I played at a Sunday church service in Oakland. It was a jazz-loving church and we interspersed a few songs amidst the Sunday sermon.
I am a non-observant Jew, and someon who disdains most religions. I have to admit, however, that sitting in that church listening to the reverend’s sermon, I found some facets of religion that are positive. The sermon largely dealt with the virgin Mary, but the main crux of it was that Jesus is most interested in the downtrodden — the underdogs, so to speak. That part of religion appeals to me — that there should be empathy for the less fortunate, and a spirit of brotherhood among all people.
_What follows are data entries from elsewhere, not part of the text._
//! Messaging Channel
//!
//! Message creation, delivery-status transitions, deletion and typing
//! signals. Messages are persisted before any push; a push only ever
//! advances state that is already durable.

use crate::error::{Error, Result};
use crate::models::{Conversation, DeleteMode, Message, MessageStatus};
use crate::presence::PresenceRegistry;
use crate::protocol::ServerEvent;
use crate::store::SqliteStore;
use chrono::Utc;
use tracing::{debug, info, warn};
use uuid::Uuid;

/// Longest accepted message body, in characters
pub const MAX_BODY_CHARS: usize = 4000;

pub struct MessagingChannel {
    store: SqliteStore,
    presence: PresenceRegistry,
}

impl MessagingChannel {
    pub fn new(store: SqliteStore, presence: PresenceRegistry) -> Self {
        Self { store, presence }
    }

    /// Locate or create the canonical conversation between `caller` and `peer`
    pub async fn open_conversation(&self, caller: &str, peer: &str) -> Result<Conversation> {
        let peer = peer.trim();
        if peer.is_empty() {
            return Err(Error::Validation("peer is required".into()));
        }
        if peer == caller {
            return Err(Error::Validation("cannot open a conversation with yourself".into()));
        }
        if self.store.find_identity(peer).await?.is_none() {
            return Err(Error::NotFound(format!("identity {}", peer)));
        }
        self.store.locate_or_create_conversation(caller, peer).await
    }

    pub async fn list_conversations(&self, caller: &str) -> Result<Vec<Conversation>> {
        self.store.list_conversations(caller).await
    }

    /// History as the caller sees it: messages they hid are left out
    pub async fn list_messages(&self, caller: &str, conversation_id: &str) -> Result<Vec<Message>> {
        let conversation = self.participant_conversation(caller, conversation_id).await?;
        self.store.list_messages(&conversation.id, caller).await
    }

    /// Persist a message from `sender` and deliver it if the recipient is online
    pub async fn send_message(
        &self,
        sender: &str,
        conversation_id: &str,
        recipient: &str,
        body: &str,
    ) -> Result<Message> {
        if conversation_id.trim().is_empty() {
            return Err(Error::Validation("conversation is required".into()));
        }
        if recipient.trim().is_empty() {
            return Err(Error::Validation("recipient is required".into()));
        }
        let body = body.trim();
        if body.is_empty() {
            return Err(Error::Validation("message body is empty".into()));
        }
        if body.chars().count() > MAX_BODY_CHARS {
            return Err(Error::Validation(format!(
                "message body exceeds {} characters",
                MAX_BODY_CHARS
            )));
        }

        let conversation = self.participant_conversation(sender, conversation_id).await?;
        if conversation.counterpart(sender) != Some(recipient) {
            return Err(Error::Validation(
                "recipient is not the other participant of this conversation".into(),
            ));
        }

        let message = new_message(&conversation.id, sender, recipient, body, false);
        self.persist_and_deliver(message).await
    }

    /// Append a platform-authored message, e.g. the seed of a booking thread
    pub async fn post_system_message(
        &self,
        conversation: &Conversation,
        from: &str,
        to: &str,
        body: &str,
    ) -> Result<Message> {
        let message = new_message(&conversation.id, from, to, body, true);
        self.persist_and_deliver(message).await
    }

    async fn persist_and_deliver(&self, mut message: Message) -> Result<Message> {
        self.store.insert_message(&message).await?;
        self.store
            .touch_conversation(&message.conversation_id, Some(&message.id), message.created_at)
            .await?;

        let pushed = self.presence.push_to(
            &message.recipient_id,
            ServerEvent::MessageNew {
                message: message.clone(),
            },
        );
        if pushed
            && self
                .store
                .advance_message_status(&message.id, MessageStatus::Delivered)
                .await?
        {
            message.status = MessageStatus::Delivered;
        }

        debug!(
            "[Chat] {} -> {} in {} ({})",
            message.sender_id,
            message.recipient_id,
            message.conversation_id,
            message.status.as_str()
        );
        Ok(message)
    }

    /// Recipient acknowledgement. Status only ever moves forward.
    pub async fn mark_message(
        &self,
        caller: &str,
        message_id: &str,
        status: MessageStatus,
    ) -> Result<Message> {
        let message = self.find_message(message_id).await?;

        if message.recipient_id != caller {
            return Err(Error::Authorization(
                "only the recipient can acknowledge a message".into(),
            ));
        }
        if status <= message.status {
            return Err(Error::Conflict(format!(
                "message is already {}",
                message.status.as_str()
            )));
        }

        if !self.store.advance_message_status(&message.id, status).await? {
            // Someone else moved it first; report what it is now.
            let current = self.find_message(message_id).await?;
            return Err(Error::Conflict(format!(
                "message is already {}",
                current.status.as_str()
            )));
        }

        self.presence.push_to(
            &message.sender_id,
            ServerEvent::MessageUpdate {
                message_id: message.id.clone(),
                conversation: message.conversation_id.clone(),
                status,
            },
        );

        Ok(Message { status, ..message })
    }

    /// `Everyone` tombstones the message for both parties (sender only);
    /// `Me` hides it from the caller's view alone.
    pub async fn delete_message(
        &self,
        caller: &str,
        message_id: &str,
        mode: DeleteMode,
    ) -> Result<Message> {
        let message = self.find_message(message_id).await?;
        if message.sender_id != caller && message.recipient_id != caller {
            return Err(Error::Authorization("not a participant of this message".into()));
        }

        match mode {
            DeleteMode::Everyone => {
                if message.system {
                    return Err(Error::Authorization(
                        "system messages cannot be deleted for everyone".into(),
                    ));
                }
                if message.sender_id != caller {
                    return Err(Error::Authorization(
                        "only the sender can delete a message for everyone".into(),
                    ));
                }
                if !self.store.tombstone_message(&message.id, caller).await? {
                    return Err(Error::NotFound(format!("message {}", message_id)));
                }

                let event = ServerEvent::MessageDeleted {
                    message_id: message.id.clone(),
                    conversation: message.conversation_id.clone(),
                    mode,
                };
                self.presence.push_to(&message.sender_id, event.clone());
                self.presence.push_to(&message.recipient_id, event);

                info!("[Chat] {} deleted {} for everyone", caller, message.id);
                self.find_message(message_id).await
            }
            DeleteMode::Me => {
                self.store.hide_message(&message.id, caller).await?;
                self.find_message(message_id).await
            }
        }
    }

    /// Ephemeral; forwarded only when `to` is `from`'s counterpart in
    /// `conversation` and is online. Returns whether it was.
    pub async fn typing(
        &self,
        from: &str,
        to: &str,
        conversation_id: &str,
        is_typing: bool,
    ) -> Result<bool> {
        let Some(conversation) = self.store.find_conversation(conversation_id).await? else {
            debug!("[Chat] Typing for unknown conversation {} dropped", conversation_id);
            return Ok(false);
        };
        if conversation.counterpart(from) != Some(to) {
            debug!("[Chat] Typing from {} to {} outside {} dropped", from, to, conversation_id);
            return Ok(false);
        }
        Ok(self.presence.push_to(
            to,
            ServerEvent::Typing {
                from: from.to_string(),
                conversation: conversation.id,
                typing: is_typing,
            },
        ))
    }

    async fn find_message(&self, message_id: &str) -> Result<Message> {
        self.store
            .find_message(message_id)
            .await?
            .ok_or_else(|| Error::NotFound(format!("message {}", message_id)))
    }

    async fn participant_conversation(
        &self,
        caller: &str,
        conversation_id: &str,
    ) -> Result<Conversation> {
        let conversation = self
            .store
            .find_conversation(conversation_id)
            .await?
            .ok_or_else(|| Error::NotFound(format!("conversation {}", conversation_id)))?;

        if !conversation.includes(caller) {
            warn!("[Chat] {} is not in conversation {}", caller, conversation_id);
            return Err(Error::Authorization("not a participant of this conversation".into()));
        }
        Ok(conversation)
    }
}

fn new_message(conversation_id: &str, sender: &str, recipient: &str, body: &str, system: bool) -> Message {
    Message {
        id: Uuid::new_v4().to_string(),
        conversation_id: conversation_id.to_string(),
        sender_id: sender.to_string(),
        recipient_id: recipient.to_string(),
        body: body.to_string(),
        status: MessageStatus::Sent,
        hidden_for: Vec::new(),
        deleted: false,
        system,
        created_at: Utc::now(),
    }
}
//! Booking Arbiter
//!
//! Creates sessions and drives their status machine. Competing pending
//! requests for one slot may coexist; arbitration happens when a session is
//! confirmed, and the store's conditional update is what finally decides it.
//! [`SlotPolicy::RejectConfirmed`] additionally refuses requests for a slot
//! that is already confirmed.

use crate::audit::{self, AuditEntry, AuditLog};
use crate::chat::MessagingChannel;
use crate::error::{Error, Result};
use crate::mail::{self, Mailer, OutboundMail};
use crate::models::{Identity, NewNotification, Role, ServiceDetails, Session, SessionStatus, Slot};
use crate::notifications::NotificationFanout;
use crate::store::SqliteStore;
use chrono::Utc;
use serde::Deserialize;
use serde_json::json;
use std::str::FromStr;
use std::sync::Arc;
use tracing::{info, warn};
use uuid::Uuid;

/// When a request for an already-confirmed slot is refused
#[derive(Debug, Clone, Copy, PartialEq, Eq, Default)]
pub enum SlotPolicy {
    /// Accept the request as pending; it collides only if someone tries to confirm it
    #[default]
    DeferToConfirmation,
    /// Refuse the request up front while another session holds the slot
    RejectConfirmed,
}

impl FromStr for SlotPolicy {
    type Err = Error;

    fn from_str(s: &str) -> Result<Self> {
        match s.trim() {
            "defer" => Ok(SlotPolicy::DeferToConfirmation),
            "reject-confirmed" => Ok(SlotPolicy::RejectConfirmed),
            other => Err(Error::Validation(format!("unknown slot policy '{}'", other))),
        }
    }
}

#[derive(Debug, Clone, Deserialize)]
pub struct BookingRequest {
    pub mentor_id: String,
    pub date: String,
    pub time: String,
    pub service: ServiceDetails,
}

pub struct BookingArbiter {
    store: SqliteStore,
    messaging: Arc<MessagingChannel>,
    notifications: Arc<NotificationFanout>,
    mailer: Arc<dyn Mailer>,
    audit: Arc<dyn AuditLog>,
    policy: SlotPolicy,
}

impl BookingArbiter {
    pub fn new(
        store: SqliteStore,
        messaging: Arc<MessagingChannel>,
        notifications: Arc<NotificationFanout>,
        mailer: Arc<dyn Mailer>,
        audit: Arc<dyn AuditLog>,
        policy: SlotPolicy,
    ) -> Self {
        Self {
            store,
            messaging,
            notifications,
            mailer,
            audit,
            policy,
        }
    }

    /// Request a session with a mentor. Any failed check aborts before anything is written.
    pub async fn book_slot(&self, mentee: &Identity, request: BookingRequest) -> Result<Session> {
        let slot = Slot::parse(&request.date, &request.time)?;
        request.service.validate()?;

        let mentor = self
            .store
            .find_identity(&request.mentor_id)
            .await?
            .filter(|identity| identity.role == Role::Mentor)
            .ok_or_else(|| Error::NotFound(format!("mentor {}", request.mentor_id)))?;

        if mentor.id == mentee.id {
            return Err(Error::Validation("cannot book a session with yourself".into()));
        }

        if self
            .store
            .find_active_request(&mentor.id, &mentee.id, &slot)
            .await?
            .is_some()
        {
            return Err(Error::Conflict(format!(
                "you already have an open request for {}",
                slot
            )));
        }

        // Other mentees' pending requests never block. A confirmed one blocks only
        // under RejectConfirmed; otherwise the collision is settled at confirmation.
        if self.policy == SlotPolicy::RejectConfirmed
            && self.store.find_confirmed(&mentor.id, &slot).await?.is_some()
        {
            return Err(Error::Conflict(format!("slot {} is already booked", slot)));
        }

        let now = Utc::now();
        let session = Session {
            id: Uuid::new_v4().to_string(),
            mentor_id: mentor.id.clone(),
            mentee_id: mentee.id.clone(),
            slot,
            service: ServiceDetails {
                title: request.service.title.trim().to_string(),
                ..request.service
            },
            status: SessionStatus::Pending,
            meeting_link: None,
            rating: None,
            review: None,
            created_at: now,
            updated_at: now,
        };
        self.store.insert_session(&session).await?;

        info!(
            "[Booking] {} requested {} with {} at {}",
            mentee.id, session.id, mentor.id, session.slot
        );

        if let Err(e) = self.seed_conversation(&session).await {
            warn!("[Booking] Seed conversation for {} failed: {}", session.id, e);
        }

        self.notify(
            &session.mentor_id,
            "New session request",
            format!(
                "{} requested \"{}\" on {}",
                mentee.display_name, session.service.title, session.slot
            ),
            "session_request",
            &session,
        )
        .await;

        mail::dispatch(
            &self.mailer,
            OutboundMail {
                to_identity: session.mentor_id.clone(),
                subject: "New session request".into(),
                body: format!(
                    "{} requested \"{}\" on {}.",
                    mentee.display_name, session.service.title, session.slot
                ),
            },
        );
        audit::record(
            &self.audit,
            AuditEntry::new(
                &mentee.id,
                "session.book",
                &session.id,
                json!({ "mentor": session.mentor_id, "slot": session.slot }),
            ),
        );

        Ok(session)
    }

    /// Locate-or-create the pair's conversation and drop a summary of the request in it
    async fn seed_conversation(&self, session: &Session) -> Result<()> {
        let conversation = self
            .store
            .locate_or_create_conversation(&session.mentor_id, &session.mentee_id)
            .await?;

        let summary = format!(
            "Session request: \"{}\" on {} at {} ({} min, {:.2})",
            session.service.title,
            session.slot.date,
            session.slot.time,
            session.service.duration_minutes,
            session.service.price
        );
        self.messaging
            .post_system_message(&conversation, &session.mentee_id, &session.mentor_id, &summary)
            .await?;
        Ok(())
    }

    /// Apply a status transition on behalf of `caller`.
    ///
    /// Mentor or admin may confirm, complete or cancel; the mentee may only cancel.
    pub async fn update_status(
        &self,
        caller: &Identity,
        session_id: &str,
        next: SessionStatus,
        meeting_link: Option<String>,
    ) -> Result<Session> {
        let session = self.find_session(session_id).await?;

        let is_mentee = caller.id == session.mentee_id;
        let is_manager = caller.id == session.mentor_id || caller.role == Role::Admin;
        if !is_manager {
            if !is_mentee {
                return Err(Error::Authorization("not a party to this session".into()));
            }
            if next != SessionStatus::Cancelled {
                return Err(Error::Authorization("mentees may only cancel a session".into()));
            }
        }

        if !session.status.can_transition_to(next) {
            return Err(Error::Conflict(format!(
                "cannot move a {} session to {}",
                session.status, next
            )));
        }

        if next == SessionStatus::Confirmed {
            self.ensure_slot_free(&session).await?;
        }

        let meeting_link = if is_manager {
            meeting_link
                .map(|link| link.trim().to_string())
                .filter(|link| !link.is_empty())
        } else {
            None
        };

        let applied = self
            .store
            .transition_session(&session.id, session.status, next, meeting_link.as_deref())
            .await?;
        if !applied {
            if next == SessionStatus::Confirmed {
                self.ensure_slot_free(&session).await?;
            }
            let current = self.find_session(session_id).await?;
            return Err(Error::Conflict(format!(
                "session changed concurrently and is now {}",
                current.status
            )));
        }

        let updated = self.find_session(session_id).await?;
        info!(
            "[Booking] {} moved {} {} -> {}",
            caller.id, updated.id, session.status, updated.status
        );

        let (title, body) = status_message(&updated, caller);
        for party in [&updated.mentor_id, &updated.mentee_id] {
            if party == &caller.id {
                continue;
            }
            self.notify(
                party,
                &title,
                body.clone(),
                &format!("session_{}", updated.status),
                &updated,
            )
            .await;
            mail::dispatch(
                &self.mailer,
                OutboundMail {
                    to_identity: party.clone(),
                    subject: title.clone(),
                    body: body.clone(),
                },
            );
        }

        audit::record(
            &self.audit,
            AuditEntry::new(
                &caller.id,
                "session.status",
                &updated.id,
                json!({ "from": session.status, "to": updated.status }),
            ),
        );

        Ok(updated)
    }

    /// Mentors see sessions they give; everyone else sees sessions they booked
    pub async fn list_sessions(&self, caller: &Identity) -> Result<Vec<Session>> {
        match caller.role {
            Role::Mentor => self.store.list_sessions_as_mentor(&caller.id).await,
            Role::Mentee | Role::Admin => self.store.list_sessions_as_mentee(&caller.id).await,
        }
    }

    /// Rate a completed session. Only its mentee, only once.
    pub async fn submit_review(
        &self,
        caller: &Identity,
        session_id: &str,
        rating: i64,
        review: Option<String>,
    ) -> Result<Session> {
        if !(1..=5).contains(&rating) {
            return Err(Error::Validation("rating must be between 1 and 5".into()));
        }
        let review = review
            .map(|r| r.trim().to_string())
            .filter(|r| !r.is_empty());

        let session = self.find_session(session_id).await?;
        if session.mentee_id != caller.id {
            return Err(Error::Authorization(
                "only the session's mentee can review it".into(),
            ));
        }
        if session.status != SessionStatus::Completed {
            return Err(Error::Conflict("only completed sessions can be reviewed".into()));
        }
        if session.rating.is_some() {
            return Err(Error::Conflict("session has already been reviewed".into()));
        }

        if !self
            .store
            .record_review(&session.id, &caller.id, rating, review.as_deref())
            .await?
        {
            return Err(Error::Conflict("session has already been reviewed".into()));
        }

        let updated = self.find_session(session_id).await?;
        self.notify(
            &updated.mentor_id,
            "New review",
            format!(
                "{} rated \"{}\" {}/5",
                caller.display_name, updated.service.title, rating
            ),
            "session_review",
            &updated,
        )
        .await;
        audit::record(
            &self.audit,
            AuditEntry::new(&caller.id, "session.review", &updated.id, json!({ "rating": rating })),
        );

        Ok(updated)
    }

    async fn find_session(&self, session_id: &str) -> Result<Session> {
        self.store
            .find_session(session_id)
            .await?
            .ok_or_else(|| Error::NotFound(format!("session {}", session_id)))
    }

    /// Second arbitration point: no sibling may already hold the slot
    async fn ensure_slot_free(&self, session: &Session) -> Result<()> {
        match self.store.find_confirmed(&session.mentor_id, &session.slot).await? {
            Some(other) if other.id != session.id => Err(Error::Conflict(format!(
                "slot {} is already confirmed for another session",
                session.slot
            ))),
            _ => Ok(()),
        }
    }

    /// Best-effort; a failed notification never undoes the booking action
    async fn notify(&self, owner: &str, title: &str, body: String, kind: &str, session: &Session) {
        let result = self
            .notifications
            .create(NewNotification {
                owner_id: owner.to_string(),
                title: title.to_string(),
                body,
                link: Some(format!("/sessions/{}", session.id)),
                kind: kind.to_string(),
                metadata: json!({
                    "session_id": session.id,
                    "status": session.status,
                    "slot": session.slot,
                }),
            })
            .await;
        if let Err(e) = result {
            warn!("[Booking] Notification for {} failed: {}", owner, e);
        }
    }
}

fn status_message(session: &Session, caller: &Identity) -> (String, String) {
    let what = format!("\"{}\" on {}", session.service.title, session.slot);
    match session.status {
        SessionStatus::Confirmed => {
            let mut body = format!("Your session {} is confirmed.", what);
            if let Some(link) = &session.meeting_link {
                body.push_str(&format!(" Join at {}", link));
            }
            ("Session confirmed".into(), body)
        }
        SessionStatus::Completed => (
            "Session completed".into(),
            format!("Your session {} is complete. You can now leave a review.", what),
        ),
        SessionStatus::Cancelled => (
            "Session cancelled".into(),
            format!("Your session {} was cancelled by {}.", what, caller.display_name),
        ),
        SessionStatus::Pending => ("Session updated".into(), format!("Your session {} is pending.", what)),
    }
}
use actix_web::{web, HttpResponse};
use chrono::{DateTime, SecondsFormat, Utc};
use log::info;
use sea_orm::DatabaseConnection;
use serde::{Deserialize, Serialize};
use uuid::Uuid;

use crate::auth::AuthUser;
use crate::entity::user;
use crate::error::{AppError, StoreError};
use crate::password::{compare_password, hash_password};
use crate::response::{ok, ok_empty};
use crate::routes::post::PostDto;
use crate::routes::{require_email, require_text, PageQuery};
use crate::store;

pub fn config(cfg: &mut web::ServiceConfig) {
    cfg.service(web::resource("").route(web::get().to(list_users)))
        .service(
            web::resource("/me")
                .route(web::get().to(get_me))
                .route(web::delete().to(delete_me)),
        )
        .service(web::resource("/me/posts").route(web::get().to(my_posts)))
        .service(web::resource("/name").route(web::put().to(update_name)))
        .service(web::resource("/profile").route(web::put().to(update_profile)))
        .service(web::resource("/password").route(web::put().to(update_password)));
}

/// A user as the API exposes it. The stored credential never leaves the server.
#[derive(Serialize)]
#[serde(rename_all = "camelCase")]
pub struct UserDto {
    id: Uuid,
    name: String,
    username: String,
    email: String,
    bio: Option<String>,
    created_at: String,
    updated_at: String,
}

impl From<user::Model> for UserDto {
    fn from(model: user::Model) -> Self {
        Self {
            id: model.id,
            name: model.name,
            username: model.username,
            email: model.email,
            bio: model.bio,
            created_at: to_rfc3339(model.created_at),
            updated_at: to_rfc3339(model.updated_at),
        }
    }
}

#[derive(Deserialize)]
struct NameUpdateRequest {
    name: String,
}

#[derive(Deserialize)]
struct ProfileUpdateRequest {
    name: Option<String>,
    email: Option<String>,
    bio: Option<String>,
}

#[derive(Deserialize)]
#[serde(rename_all = "camelCase")]
struct PasswordUpdateRequest {
    old_password: String,
    new_password: String,
    new_password_confirm: String,
}

async fn get_me(auth: AuthUser) -> Result<HttpResponse, AppError> {
    Ok(ok(UserDto::from(auth.user)))
}

async fn my_posts(db: web::Data<DatabaseConnection>, auth: AuthUser) -> Result<HttpResponse, AppError> {
    let posts = store::post::list_by_author(db.get_ref(), auth.user_id).await?;
    let list: Vec<PostDto> = posts.into_iter().map(PostDto::from).collect();
    Ok(ok(list))
}

async fn list_users(
    db: web::Data<DatabaseConnection>,
    _auth: AuthUser,
    query: web::Query<PageQuery>,
) -> Result<HttpResponse, AppError> {
    let (page, limit) = query.bounds()?;
    let users = store::user::list(db.get_ref(), page, limit).await?;
    let list: Vec<UserDto> = users.into_iter().map(UserDto::from).collect();
    Ok(ok(list))
}

async fn update_name(
    db: web::Data<DatabaseConnection>,
    auth: AuthUser,
    payload: web::Json<NameUpdateRequest>,
) -> Result<HttpResponse, AppError> {
    require_text(&payload.name, "name")?;
    let user = store::user::update_name(db.get_ref(), auth.user_id, payload.name.trim()).await?;
    Ok(ok(UserDto::from(user)))
}

async fn update_profile(
    db: web::Data<DatabaseConnection>,
    auth: AuthUser,
    payload: web::Json<ProfileUpdateRequest>,
) -> Result<HttpResponse, AppError> {
    let payload = payload.into_inner();
    if let Some(name) = &payload.name {
        require_text(name, "name")?;
    }
    if let Some(email) = &payload.email {
        require_email(email)?;
    }
    let changes = store::user::UserChanges {
        name: payload.name.map(|v| v.trim().to_string()),
        email: payload.email.map(|v| v.trim().to_string()),
        bio: payload.bio,
    };
    let user = store::user::update_profile(db.get_ref(), auth.user_id, changes)
        .await
        .map_err(|e| match e {
            StoreError::UniqueConstraintViolation(_) => AppError::conflict("email already in use"),
            other => other.into(),
        })?;
    Ok(ok(UserDto::from(user)))
}

async fn update_password(
    db: web::Data<DatabaseConnection>,
    auth: AuthUser,
    payload: web::Json<PasswordUpdateRequest>,
) -> Result<HttpResponse, AppError> {
    if payload.new_password != payload.new_password_confirm {
        return Err(AppError::param_error("new passwords do not match"));
    }
    if !compare_password(&payload.old_password, &auth.user.password)? {
        return Err(AppError::fail("wrong credentials"));
    }
    let hashed = hash_password(&payload.new_password)?;
    store::user::update_password(db.get_ref(), auth.user_id, hashed).await?;
    Ok(ok_empty())
}

async fn delete_me(db: web::Data<DatabaseConnection>, auth: AuthUser) -> Result<HttpResponse, AppError> {
    store::user::delete(db.get_ref(), auth.user_id).await?;
    info!("user {} deleted their account", auth.user_id);
    Ok(ok_empty())
}

pub(crate) fn to_rfc3339(dt: DateTime<Utc>) -> String {
    dt.to_rfc3339_opts(SecondsFormat::Millis, false)
}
But this is Oakland, where most folks empathize with the poor. Where is this empathy in the mega churches of the South? Where is it in the Catholic Church? Where is it in Hasidic community, and in Israel where atrocities are committed against Palestinians? And where is it in the Islamic community?
The problem, as usual, stems from ignorance. A population whose mind is numbed by adherence to superstition and myth, is a pliant population. You can do anything in the name of religion.
You would think, given my feelings of antipathy towards religion, that I would have found a kindred spirit in the late Christopher Hitchens, who began as a left-wing columnist, and became an outspoken critic of organized religion.
Hitchens championed the Iraq war, long after it had proven to be a debacle of the highest order. He was an avid supporter of murder, as long as the victim was Moslem. Here he is celebrating American’s use of cluster bombs:
…those steel pellets will go straight through somebody and out the other side and through somebody else. So they won’t be able to say, ‘Ah, I was bearing a Koran over my heart and guess what, the missile stopped halfway through.’ No way, ’cause it’ll go straight through that as well. They’ll be dead, in other words.
He wrote that his reaction to the 9/11 attack was exhilaration because it would unleash an exciting, sustained war against what he came to call “Islamofascism”
With those words he has my utmost contempt. What is the difference between him and the Moslem radicals that he rails against — or Pope Innocent III instituting the Inquisition?
Hitchens was another in a long line of right-wing hacks — the only difference between him and garbage like Ann Coulter or Glenn Beck is that he possessed more intelligence. He was a good writer and a glib speaker, but that does not diffuse the fact that he was as morally bankrupt as the Islamic radicals he wrote about.
It comes down to this: Are you willing to condone or commit murder to further your own gains? You can be a pope, an Ayatollah, or a writer — ultimately you’re an abomination.